# MATERIAL TO PROCESS
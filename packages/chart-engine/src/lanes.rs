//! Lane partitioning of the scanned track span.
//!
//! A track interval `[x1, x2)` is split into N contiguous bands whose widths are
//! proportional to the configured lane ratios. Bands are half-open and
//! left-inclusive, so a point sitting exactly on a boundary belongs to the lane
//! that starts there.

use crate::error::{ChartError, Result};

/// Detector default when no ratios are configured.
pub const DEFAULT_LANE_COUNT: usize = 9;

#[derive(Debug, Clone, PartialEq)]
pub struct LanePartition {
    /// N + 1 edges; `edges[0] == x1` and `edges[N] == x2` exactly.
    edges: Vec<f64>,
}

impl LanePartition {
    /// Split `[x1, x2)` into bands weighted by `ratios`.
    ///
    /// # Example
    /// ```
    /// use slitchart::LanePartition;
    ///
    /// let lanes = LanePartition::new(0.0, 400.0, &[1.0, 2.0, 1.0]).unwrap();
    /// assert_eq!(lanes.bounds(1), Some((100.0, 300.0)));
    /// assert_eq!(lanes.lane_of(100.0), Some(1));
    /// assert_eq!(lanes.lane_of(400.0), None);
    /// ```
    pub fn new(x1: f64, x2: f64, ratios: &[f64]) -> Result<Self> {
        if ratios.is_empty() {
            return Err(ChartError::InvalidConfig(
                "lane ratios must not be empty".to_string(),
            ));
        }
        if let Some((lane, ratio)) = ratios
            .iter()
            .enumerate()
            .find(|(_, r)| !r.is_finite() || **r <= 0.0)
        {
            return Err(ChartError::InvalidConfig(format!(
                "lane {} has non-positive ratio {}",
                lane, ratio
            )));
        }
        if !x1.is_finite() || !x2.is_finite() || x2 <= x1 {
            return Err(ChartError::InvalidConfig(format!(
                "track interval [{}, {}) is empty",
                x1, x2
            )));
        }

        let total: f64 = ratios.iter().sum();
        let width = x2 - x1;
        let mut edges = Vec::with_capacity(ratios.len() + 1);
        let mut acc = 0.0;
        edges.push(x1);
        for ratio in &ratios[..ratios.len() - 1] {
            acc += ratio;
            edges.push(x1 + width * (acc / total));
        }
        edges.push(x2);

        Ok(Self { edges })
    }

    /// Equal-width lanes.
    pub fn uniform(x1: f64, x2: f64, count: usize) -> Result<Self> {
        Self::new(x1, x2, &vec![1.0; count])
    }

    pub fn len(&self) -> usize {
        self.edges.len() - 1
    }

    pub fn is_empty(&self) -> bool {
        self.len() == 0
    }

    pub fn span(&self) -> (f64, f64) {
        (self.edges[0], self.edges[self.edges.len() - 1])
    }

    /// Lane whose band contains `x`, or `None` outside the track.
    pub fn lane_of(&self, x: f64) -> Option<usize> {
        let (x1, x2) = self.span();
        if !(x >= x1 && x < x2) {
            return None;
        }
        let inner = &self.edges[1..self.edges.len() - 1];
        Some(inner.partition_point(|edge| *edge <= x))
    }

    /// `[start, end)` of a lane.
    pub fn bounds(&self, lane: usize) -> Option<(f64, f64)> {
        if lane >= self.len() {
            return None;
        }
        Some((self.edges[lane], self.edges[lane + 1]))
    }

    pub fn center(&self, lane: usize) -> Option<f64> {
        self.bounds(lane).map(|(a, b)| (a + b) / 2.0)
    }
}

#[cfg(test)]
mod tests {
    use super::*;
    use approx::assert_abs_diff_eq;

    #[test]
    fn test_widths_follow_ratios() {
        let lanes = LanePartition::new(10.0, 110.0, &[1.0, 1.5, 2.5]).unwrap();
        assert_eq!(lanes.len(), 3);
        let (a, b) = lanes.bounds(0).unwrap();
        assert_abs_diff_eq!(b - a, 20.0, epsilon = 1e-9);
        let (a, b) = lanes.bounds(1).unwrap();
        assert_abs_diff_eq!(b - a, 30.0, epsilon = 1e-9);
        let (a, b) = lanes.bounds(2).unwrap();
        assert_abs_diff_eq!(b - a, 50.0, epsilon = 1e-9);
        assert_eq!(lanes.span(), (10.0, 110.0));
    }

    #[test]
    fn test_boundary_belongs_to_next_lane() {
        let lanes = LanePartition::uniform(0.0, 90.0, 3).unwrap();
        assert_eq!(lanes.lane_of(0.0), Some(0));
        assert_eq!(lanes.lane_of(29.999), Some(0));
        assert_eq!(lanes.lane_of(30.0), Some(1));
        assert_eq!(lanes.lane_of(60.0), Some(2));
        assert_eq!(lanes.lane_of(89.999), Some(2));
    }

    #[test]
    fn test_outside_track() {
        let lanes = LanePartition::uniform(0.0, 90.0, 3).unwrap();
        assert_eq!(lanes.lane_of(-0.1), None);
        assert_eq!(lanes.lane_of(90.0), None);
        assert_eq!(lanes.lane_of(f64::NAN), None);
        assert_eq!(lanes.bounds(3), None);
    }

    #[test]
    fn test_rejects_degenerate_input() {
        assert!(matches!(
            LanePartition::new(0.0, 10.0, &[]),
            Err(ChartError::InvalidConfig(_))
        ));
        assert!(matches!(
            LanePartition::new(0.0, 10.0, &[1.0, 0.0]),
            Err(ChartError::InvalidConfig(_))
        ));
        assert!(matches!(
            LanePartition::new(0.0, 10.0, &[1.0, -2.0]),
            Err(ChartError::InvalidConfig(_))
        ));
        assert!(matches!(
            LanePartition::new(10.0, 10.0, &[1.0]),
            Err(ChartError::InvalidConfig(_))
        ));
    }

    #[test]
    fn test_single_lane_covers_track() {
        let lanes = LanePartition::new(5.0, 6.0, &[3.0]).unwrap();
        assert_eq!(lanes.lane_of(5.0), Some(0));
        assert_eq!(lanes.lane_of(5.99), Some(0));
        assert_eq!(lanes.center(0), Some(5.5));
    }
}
...
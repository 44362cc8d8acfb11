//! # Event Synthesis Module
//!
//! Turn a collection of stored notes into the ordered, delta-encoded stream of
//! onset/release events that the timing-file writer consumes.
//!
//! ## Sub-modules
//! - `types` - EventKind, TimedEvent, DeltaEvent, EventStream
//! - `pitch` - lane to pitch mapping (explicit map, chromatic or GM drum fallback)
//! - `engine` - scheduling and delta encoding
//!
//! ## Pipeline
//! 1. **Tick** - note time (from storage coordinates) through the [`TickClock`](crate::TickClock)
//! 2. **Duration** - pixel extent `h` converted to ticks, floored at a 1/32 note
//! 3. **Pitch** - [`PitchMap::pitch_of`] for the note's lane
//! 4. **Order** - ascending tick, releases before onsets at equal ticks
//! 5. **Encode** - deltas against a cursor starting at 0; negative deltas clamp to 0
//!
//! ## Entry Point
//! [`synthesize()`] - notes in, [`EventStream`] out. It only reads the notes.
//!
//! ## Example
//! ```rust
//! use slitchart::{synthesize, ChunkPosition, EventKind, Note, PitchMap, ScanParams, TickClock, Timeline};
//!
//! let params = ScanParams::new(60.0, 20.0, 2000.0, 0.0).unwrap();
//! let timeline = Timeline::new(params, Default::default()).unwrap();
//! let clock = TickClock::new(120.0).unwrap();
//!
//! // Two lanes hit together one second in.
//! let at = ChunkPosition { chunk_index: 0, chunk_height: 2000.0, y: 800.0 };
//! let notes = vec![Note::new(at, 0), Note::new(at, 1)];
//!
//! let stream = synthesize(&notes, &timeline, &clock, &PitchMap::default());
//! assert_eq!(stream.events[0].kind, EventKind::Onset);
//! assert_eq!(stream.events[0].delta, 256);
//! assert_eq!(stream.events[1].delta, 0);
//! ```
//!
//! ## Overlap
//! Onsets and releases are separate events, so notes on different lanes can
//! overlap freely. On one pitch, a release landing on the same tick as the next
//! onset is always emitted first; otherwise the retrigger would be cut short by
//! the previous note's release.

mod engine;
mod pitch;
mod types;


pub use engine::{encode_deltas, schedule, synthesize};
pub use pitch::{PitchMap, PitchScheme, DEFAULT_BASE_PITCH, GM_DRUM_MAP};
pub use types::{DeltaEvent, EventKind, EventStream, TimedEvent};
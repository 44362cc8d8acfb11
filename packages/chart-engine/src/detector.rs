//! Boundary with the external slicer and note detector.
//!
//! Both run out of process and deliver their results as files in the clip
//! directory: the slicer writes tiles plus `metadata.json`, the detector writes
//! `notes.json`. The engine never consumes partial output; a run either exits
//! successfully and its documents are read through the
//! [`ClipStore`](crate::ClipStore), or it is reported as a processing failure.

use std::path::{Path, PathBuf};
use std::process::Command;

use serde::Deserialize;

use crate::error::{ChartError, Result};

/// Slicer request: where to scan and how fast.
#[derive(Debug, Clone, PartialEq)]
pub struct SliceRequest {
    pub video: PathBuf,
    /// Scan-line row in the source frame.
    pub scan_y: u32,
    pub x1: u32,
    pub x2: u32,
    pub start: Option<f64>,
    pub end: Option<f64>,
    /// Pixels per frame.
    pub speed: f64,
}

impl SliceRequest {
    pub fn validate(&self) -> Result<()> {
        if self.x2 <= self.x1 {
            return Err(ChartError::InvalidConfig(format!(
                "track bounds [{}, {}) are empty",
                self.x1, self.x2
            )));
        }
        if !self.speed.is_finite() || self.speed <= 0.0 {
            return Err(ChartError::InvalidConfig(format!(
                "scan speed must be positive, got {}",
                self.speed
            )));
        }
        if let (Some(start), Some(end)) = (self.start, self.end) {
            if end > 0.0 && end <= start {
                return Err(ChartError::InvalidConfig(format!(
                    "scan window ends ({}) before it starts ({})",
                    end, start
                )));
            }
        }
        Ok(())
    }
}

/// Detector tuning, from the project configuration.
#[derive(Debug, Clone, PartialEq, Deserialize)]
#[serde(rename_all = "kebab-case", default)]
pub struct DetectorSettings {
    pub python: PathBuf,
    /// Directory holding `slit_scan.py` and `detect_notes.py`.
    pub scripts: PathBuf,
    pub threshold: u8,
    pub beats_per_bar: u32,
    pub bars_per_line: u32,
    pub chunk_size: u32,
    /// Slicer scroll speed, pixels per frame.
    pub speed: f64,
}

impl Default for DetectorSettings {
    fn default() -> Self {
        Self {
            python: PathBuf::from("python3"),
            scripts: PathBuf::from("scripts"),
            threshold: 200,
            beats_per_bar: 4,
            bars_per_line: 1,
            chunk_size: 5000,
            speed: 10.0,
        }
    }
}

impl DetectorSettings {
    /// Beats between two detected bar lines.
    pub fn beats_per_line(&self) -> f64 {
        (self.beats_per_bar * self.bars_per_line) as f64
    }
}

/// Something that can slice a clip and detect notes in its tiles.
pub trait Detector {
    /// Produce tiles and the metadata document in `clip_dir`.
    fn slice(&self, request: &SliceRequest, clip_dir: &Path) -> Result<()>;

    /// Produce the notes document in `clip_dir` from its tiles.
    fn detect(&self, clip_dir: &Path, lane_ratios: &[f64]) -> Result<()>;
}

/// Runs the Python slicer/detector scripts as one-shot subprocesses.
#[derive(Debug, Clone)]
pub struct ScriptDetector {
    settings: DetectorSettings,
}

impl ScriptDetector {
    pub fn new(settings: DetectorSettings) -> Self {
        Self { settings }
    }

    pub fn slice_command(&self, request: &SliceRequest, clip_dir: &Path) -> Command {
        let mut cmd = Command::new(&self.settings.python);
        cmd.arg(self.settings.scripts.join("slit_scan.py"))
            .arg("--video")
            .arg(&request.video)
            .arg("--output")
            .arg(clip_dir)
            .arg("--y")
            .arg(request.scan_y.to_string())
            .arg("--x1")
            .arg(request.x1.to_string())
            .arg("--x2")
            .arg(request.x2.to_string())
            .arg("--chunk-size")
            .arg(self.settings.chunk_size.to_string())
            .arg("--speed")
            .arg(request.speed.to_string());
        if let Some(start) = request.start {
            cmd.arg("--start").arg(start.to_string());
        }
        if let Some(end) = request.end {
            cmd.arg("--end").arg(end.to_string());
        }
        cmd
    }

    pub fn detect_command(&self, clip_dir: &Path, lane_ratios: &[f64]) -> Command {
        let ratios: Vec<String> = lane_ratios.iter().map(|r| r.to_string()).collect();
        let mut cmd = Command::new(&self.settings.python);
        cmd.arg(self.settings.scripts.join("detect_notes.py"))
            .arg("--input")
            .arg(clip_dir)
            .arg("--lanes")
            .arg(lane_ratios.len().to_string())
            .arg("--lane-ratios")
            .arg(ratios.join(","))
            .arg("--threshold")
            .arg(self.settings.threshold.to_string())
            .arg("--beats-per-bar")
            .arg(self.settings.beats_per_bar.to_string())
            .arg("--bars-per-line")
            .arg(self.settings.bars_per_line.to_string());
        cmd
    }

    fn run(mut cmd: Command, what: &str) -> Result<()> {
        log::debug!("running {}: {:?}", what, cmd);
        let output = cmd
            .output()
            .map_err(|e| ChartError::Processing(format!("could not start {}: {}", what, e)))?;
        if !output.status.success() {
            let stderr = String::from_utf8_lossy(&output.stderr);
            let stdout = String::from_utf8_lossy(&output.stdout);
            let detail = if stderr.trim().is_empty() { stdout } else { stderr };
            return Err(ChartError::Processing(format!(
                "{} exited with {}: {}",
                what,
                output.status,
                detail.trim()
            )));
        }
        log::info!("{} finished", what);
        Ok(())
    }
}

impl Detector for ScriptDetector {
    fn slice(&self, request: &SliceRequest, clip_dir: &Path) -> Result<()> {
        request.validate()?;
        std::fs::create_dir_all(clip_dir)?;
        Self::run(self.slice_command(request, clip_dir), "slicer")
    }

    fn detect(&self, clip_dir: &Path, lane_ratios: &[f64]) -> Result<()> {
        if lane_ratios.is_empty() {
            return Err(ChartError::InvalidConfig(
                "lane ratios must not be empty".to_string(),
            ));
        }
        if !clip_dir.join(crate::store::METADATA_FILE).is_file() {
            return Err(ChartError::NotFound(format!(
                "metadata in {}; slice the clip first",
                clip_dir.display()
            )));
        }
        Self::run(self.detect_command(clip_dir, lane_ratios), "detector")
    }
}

# WORK TO BE COMPLETED
In how many lines of the material above does the word "bounds" occur? Give the number and no other text.

# EXERCISE ANSWER
8